ATTLEBORO, Mass. – A judge ordered two members of an Attleboro religious sect jailed for another 30 days after they again refused to reveal information about their baby.
Juvenile Court Judge Kenneth Nasif on Thursday found that Rebecca and David Corneau remain in contempt for failing either to produce their baby or say where the remains of the baby are buried.
The Corneaus, members of a small sect called “The Body,” had refused repeatedly to say whether they had a newborn baby during a month of hearings prompted by the state Department of Social Services.
On Feb. 5, a lawyer for the Corneaus said Rebecca Corneau had had a late-term miscarriage in November. The same day, Judge Nasif ordered them to begin serving a sentence for contempt.
In court Thursday, defense attorney J.W. Carney Jr. reiterated his claim that the Corneaus do not have to testify about their child because of their constitutional right to religious freedom and the right against self-incrimination.
“There is no live child presently. There never has been a live child,” Carney said. “The fetus that was expelled from her body was deceased.”
The sect the Corneaus belong to rejects modern medicine, government and education.
A son of the Corneaus who died during a home birth in 1999 was secretly buried in the woods of Baxter State Park in Maine, alongside an infant cousin, who prosecutors said was starved to death by members of the sect. The Corneaus have not been charged in the death of their son. Three other sect members face charges in the death of the other boy.

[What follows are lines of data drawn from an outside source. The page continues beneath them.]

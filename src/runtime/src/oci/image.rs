//! OCI image layout reading.
//!
//! Loads the manifest, config and layer descriptors of an image stored
//! as an OCI image layout, keeping the raw manifest and config bytes so
//! exports can reproduce them byte for byte.

use oci_spec::image::{ImageIndex, ImageManifest};
use std::path::{Path, PathBuf};
use tarbox_core::error::{Result, TarboxError};

/// A layer blob referenced by an image manifest.
#[derive(Debug, Clone)]
pub struct LayerBlob {
    /// Content digest (e.g., "sha256:abc123...")
    pub digest: String,
    /// Media type as written in the manifest
    pub media_type: String,
    /// Blob size in bytes
    pub size: u64,
    /// Path to the blob on disk
    pub path: PathBuf,
}

/// Represents an OCI image loaded from disk.
#[derive(Debug)]
pub struct OciImage {
    /// Root directory of the OCI image layout
    root_dir: PathBuf,

    /// Digest of the manifest referenced by index.json
    manifest_digest: String,

    /// Raw manifest bytes
    manifest_bytes: Vec<u8>,

    /// Config blob digest
    config_digest: String,

    /// Raw config bytes
    config_bytes: Vec<u8>,

    /// Layer blobs (in order, bottom to top)
    layers: Vec<LayerBlob>,
}

impl OciImage {
    /// Load an OCI image from a directory.
    ///
    /// The directory must contain a valid OCI image layout:
    /// - oci-layout file
    /// - index.json
    /// - blobs/sha256/ directory with manifest, config, and layers
    pub fn from_path(path: impl AsRef<Path>) -> Result<Self> {
        let root_dir = path.as_ref().to_path_buf();

        Self::validate_oci_layout(&root_dir)?;

        let index = Self::load_index(&root_dir)?;
        let manifest_digest = index
            .manifests()
            .first()
            .ok_or_else(|| TarboxError::Export("No manifests in index.json".to_string()))?
            .digest()
            .to_string();

        let manifest_path = blob_path(&root_dir, &manifest_digest);
        let manifest_bytes = read_blob(&manifest_path, "manifest")?;
        let manifest: ImageManifest = serde_json::from_slice(&manifest_bytes)
            .map_err(|e| TarboxError::Export(format!("Failed to parse manifest: {}", e)))?;

        let config_digest = manifest.config().digest().to_string();
        let config_bytes = read_blob(&blob_path(&root_dir, &config_digest), "config")?;

        let layers = manifest
            .layers()
            .iter()
            .map(|layer| {
                let digest = layer.digest().to_string();
                let path = blob_path(&root_dir, &digest);
                let size = std::fs::metadata(&path)
                    .map_err(|e| {
                        TarboxError::Export(format!(
                            "Missing layer blob {}: {}",
                            path.display(),
                            e
                        ))
                    })?
                    .len();
                Ok(LayerBlob {
                    digest,
                    media_type: layer.media_type().to_string(),
                    size,
                    path,
                })
            })
            .collect::<Result<Vec<_>>>()?;

        Ok(Self {
            root_dir,
            manifest_digest,
            manifest_bytes,
            config_digest,
            config_bytes,
            layers,
        })
    }

    /// Get the root directory of the OCI image.
    pub fn root_dir(&self) -> &Path {
        &self.root_dir
    }

    pub fn manifest_digest(&self) -> &str {
        &self.manifest_digest
    }

    pub fn manifest_bytes(&self) -> &[u8] {
        &self.manifest_bytes
    }

    pub fn config_digest(&self) -> &str {
        &self.config_digest
    }

    pub fn config_bytes(&self) -> &[u8] {
        &self.config_bytes
    }

    /// Layer blobs (in order, bottom to top).
    pub fn layers(&self) -> &[LayerBlob] {
        &self.layers
    }

    /// Validate that the directory contains a valid OCI layout.
    fn validate_oci_layout(root_dir: &Path) -> Result<()> {
        for required in ["oci-layout", "index.json", "blobs"] {
            if !root_dir.join(required).exists() {
                return Err(TarboxError::Export(format!(
                    "Not a valid OCI layout: missing {} in {}",
                    required,
                    root_dir.display()
                )));
            }
        }
        Ok(())
    }

    /// Load the image index from index.json.
    fn load_index(root_dir: &Path) -> Result<ImageIndex> {
        let index_path = root_dir.join("index.json");
        let content = std::fs::read_to_string(&index_path).map_err(|e| {
            TarboxError::Export(format!(
                "Failed to read index.json at {}: {}",
                index_path.display(),
                e
            ))
        })?;

        serde_json::from_str(&content)
            .map_err(|e| TarboxError::Export(format!("Failed to parse index.json: {}", e)))
    }
}

/// Get the path to a blob by digest.
pub fn blob_path(root_dir: &Path, digest: &str) -> PathBuf {
    // Digest format: "sha256:abc123..."
    let (algorithm, hash) = digest.split_once(':').unwrap_or(("sha256", digest));
    root_dir.join("blobs").join(algorithm).join(hash)
}

fn read_blob(path: &Path, what: &str) -> Result<Vec<u8>> {
    std::fs::read(path).map_err(|e| {
        TarboxError::Export(format!(
            "Failed to read {} at {}: {}",
            what,
            path.display(),
            e
        ))
    })
}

The Corneaus, who were brought into court in handcuffs and leg shackles, remained silent during the hearing.
Carney said the Corneaus fear they will be criminally prosecuted under a Massachusetts law requiring that human remains be buried in a cemetery, interred in a mausoleum or cremated.
Last week, Bristol District Attorney Paul J. Walsh Jr. offered the Corneaus partial immunity, saying in a letter that their statements would not be used against them for the misdemeanor of illegal disposal of the baby. He did not rule out other charges, however.

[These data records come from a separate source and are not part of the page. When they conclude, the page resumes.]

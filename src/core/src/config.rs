//! Process-wide configuration.
//!
//! Loaded once at startup and handed to commands as a read-only snapshot.

use serde::{Deserialize, Serialize};
use std::path::{Path, PathBuf};

use crate::error::{Result, TarboxError};

/// Environment variable overriding the configuration file location.
pub const CONFIG_ENV: &str = "TARBOX_CONFIG";

/// Top-level configuration file (`~/.tarbox/config.yaml`).
#[derive(Debug, Clone, Default, PartialEq, Serialize, Deserialize)]
#[serde(default)]
pub struct TarboxConfig {
    /// Export engine defaults
    pub engine: EngineConfig,

    /// Local image store settings
    pub storage: StorageConfig,
}

/// Engine defaults applied to commands that don't override them.
#[derive(Debug, Clone, Default, PartialEq, Serialize, Deserialize)]
#[serde(default)]
pub struct EngineConfig {
    /// Treat extra `save` arguments as images rather than tags
    pub multi_image_archive: bool,
}

/// Image store configuration
#[derive(Debug, Clone, Default, PartialEq, Serialize, Deserialize)]
#[serde(default)]
pub struct StorageConfig {
    /// Image store directory (defaults to ~/.tarbox/images)
    pub image_dir: Option<PathBuf>,
}

impl StorageConfig {
    /// Resolved image store directory.
    pub fn image_dir(&self) -> PathBuf {
        self.image_dir
            .clone()
            .unwrap_or_else(|| tarbox_home().join("images"))
    }
}

impl TarboxConfig {
    /// Load configuration from a YAML file.
    pub fn load(path: &Path) -> Result<Self> {
        let data = std::fs::read_to_string(path).map_err(|e| {
            TarboxError::Config(format!("Failed to read {}: {}", path.display(), e))
        })?;
        if data.trim().is_empty() {
            return Ok(Self::default());
        }
        serde_yaml::from_str(&data).map_err(|e| {
            TarboxError::Config(format!("Failed to parse {}: {}", path.display(), e))
        })
    }

    /// Load from `$TARBOX_CONFIG` or `~/.tarbox/config.yaml`.
    ///
    /// A missing default file yields the built-in defaults; a missing file
    /// named explicitly through the environment is an error.
    pub fn load_default() -> Result<Self> {
        if let Some(path) = std::env::var_os(CONFIG_ENV) {
            return Self::load(Path::new(&path));
        }

        let path = tarbox_home().join("config.yaml");
        if !path.exists() {
            tracing::debug!(path = %path.display(), "No config file, using defaults");
            return Ok(Self::default());
        }
        Self::load(&path)
    }
}

/// Return the tarbox home directory (~/.tarbox).
pub fn tarbox_home() -> PathBuf {
    dirs::home_dir()
        .map(|h| h.join(".tarbox"))
        .unwrap_or_else(|| PathBuf::from(".tarbox"))
}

But Carney said immunity may be granted only by a judge of the superior or appeals court.
“This letter from the DA is nothing,” he said. “It does not grant immunity.”
Nasif disagreed, saying the letter from Walsh offered the Corneaus all the protection they needed to break their silence.
The judge also rejected a request by Carney that he recuse himself from the case.
“I have no bias toward your clients,” Nasif told Carney. “Your clients find themselves in jail because of their own decisions and their own doings.”
The judge scheduled another hearing for March 14, when the Corneaus will be under the same directive: Either produce the baby or reveal where its remains are buried.
Assistant District Attorney Paula Carton Rossen called the couple’s refusal to provide information about their baby a “smoke screen.”
“Everything that Mr. Carney has argued this morning skirts the real issue before this court,” she said. “[The state] still has concerns that there is a live baby and that this live baby continues to be at risk.”
A single justice of the Massachusetts Appeals Court will hold a hearing Tuesday on the Corneaus’ request to get out of jail while they are appealing Nasif’s contempt order.